Dataset items
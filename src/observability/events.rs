//! Observable events
//!
//! Every line the engine, the gate and the reference host log is named by
//! one of these variants.

use std::fmt;

/// Observable events
#[derive(Debug, Clone, Copy, PartialEq, Eq)]
pub enum Event {
    // Configuration
    /// Configuration file loaded
    ConfigLoaded,

    // Engine lifecycle
    /// Lifecycle observer attached to a session's hub
    ObserverRegistered,
    /// Engine removed from a session's pipeline
    EngineDetached,
    /// Rule feature not installed, registry left empty
    RulesUnavailable,
    /// Stored row skipped during reload
    RuleSkipped,
    /// Guard forced back to idle by a lifecycle event
    GuardReset,
    /// Reload or lookup failed against the rule store
    StoreReadFailed,

    // Dispatch
    /// A rule matched and its action is about to run
    FaultInjected,
    /// A delay action finished sleeping
    DelayComplete,

    // Administration
    /// Rule inserted or replaced
    RuleUpserted,
    /// All rules removed
    RulesCleared,

    // Host
    /// Session opened
    SessionOpened,
    /// Session closed normally
    SessionClosed,
    /// Session ended by a FATAL-level error
    SessionTerminated,
    /// Process ended by a PANIC-level error
    ProcessPanic,
    /// Statement completed
    OperationComplete,
    /// Statement failed
    OperationFailed,
    /// Connection refused by the gate
    ConnectionRefused,
    /// Connection closed before authentication
    ConnectionDropped,
}

impl Event {
    /// Returns the string representation of the event
    pub fn as_str(&self) -> &'static str {
        match self {
            Event::ConfigLoaded => "CONFIG_LOADED",

            Event::ObserverRegistered => "SIMULA_OBSERVER_REGISTERED",
            Event::EngineDetached => "SIMULA_DETACHED",
            Event::RulesUnavailable => "SIMULA_NOT_INSTALLED",
            Event::RuleSkipped => "RULE_SKIPPED",
            Event::GuardReset => "GUARD_RESET",
            Event::StoreReadFailed => "RULE_STORE_READ_FAILED",

            Event::FaultInjected => "FAULT_INJECTED",
            Event::DelayComplete => "DELAY_COMPLETE",

            Event::RuleUpserted => "RULE_UPSERTED",
            Event::RulesCleared => "RULES_CLEARED",

            Event::SessionOpened => "SESSION_OPENED",
            Event::SessionClosed => "SESSION_CLOSED",
            Event::SessionTerminated => "SESSION_TERMINATED",
            Event::ProcessPanic => "PROCESS_PANIC",
            Event::OperationComplete => "OPERATION_COMPLETE",
            Event::OperationFailed => "OPERATION_FAILED",
            Event::ConnectionRefused => "CONNECTION_REFUSED",
            Event::ConnectionDropped => "CONNECTION_DROPPED",
        }
    }

    /// Returns true if this event indicates a fatal condition
    pub fn is_fatal(&self) -> bool {
        matches!(self, Event::SessionTerminated | Event::ProcessPanic)
    }
}

impl fmt::Display for Event {
    fn fmt(&self, f: &mut fmt::Formatter<'_>) -> fmt::Result {
        write!(f, "{}", self.as_str())
    }
}

#[cfg(test)]
mod tests {
    use super::*;

    #[test]
    fn test_event_names_are_upper_snake() {
        let events = [
            Event::ConfigLoaded,
            Event::ObserverRegistered,
            Event::EngineDetached,
            Event::RulesUnavailable,
            Event::RuleSkipped,
            Event::GuardReset,
            Event::StoreReadFailed,
            Event::FaultInjected,
            Event::DelayComplete,
            Event::RuleUpserted,
            Event::RulesCleared,
            Event::SessionOpened,
            Event::SessionClosed,
            Event::SessionTerminated,
            Event::ProcessPanic,
            Event::OperationComplete,
            Event::OperationFailed,
            Event::ConnectionRefused,
            Event::ConnectionDropped,
        ];

        for event in events {
            let s = event.as_str();
            assert!(!s.is_empty());
            assert!(s.chars().all(|c| c.is_ascii_uppercase() || c == '_'));
        }
    }

    #[test]
    fn test_fatal_events() {
        assert!(Event::ProcessPanic.is_fatal());
        assert!(Event::SessionTerminated.is_fatal());
        assert!(!Event::FaultInjected.is_fatal());
    }

    #[test]
    fn test_event_display() {
        assert_eq!(format!("{}", Event::GuardReset), "GUARD_RESET");
    }
}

Work required:
Write down, word for word, the lines above from the one containing "a PANIC-level error" through the one containing "pub fn as_str(&self)", both ends included.

Output for this task:
    /// Process ended by a PANIC-level error
    ProcessPanic,
    /// Statement completed
    OperationComplete,
    /// Statement failed
    OperationFailed,
    /// Connection refused by the gate
    ConnectionRefused,
    /// Connection closed before authentication
    ConnectionDropped,
}

impl Event {
    /// Returns the string representation of the event
    pub fn as_str(&self) -> &'static str {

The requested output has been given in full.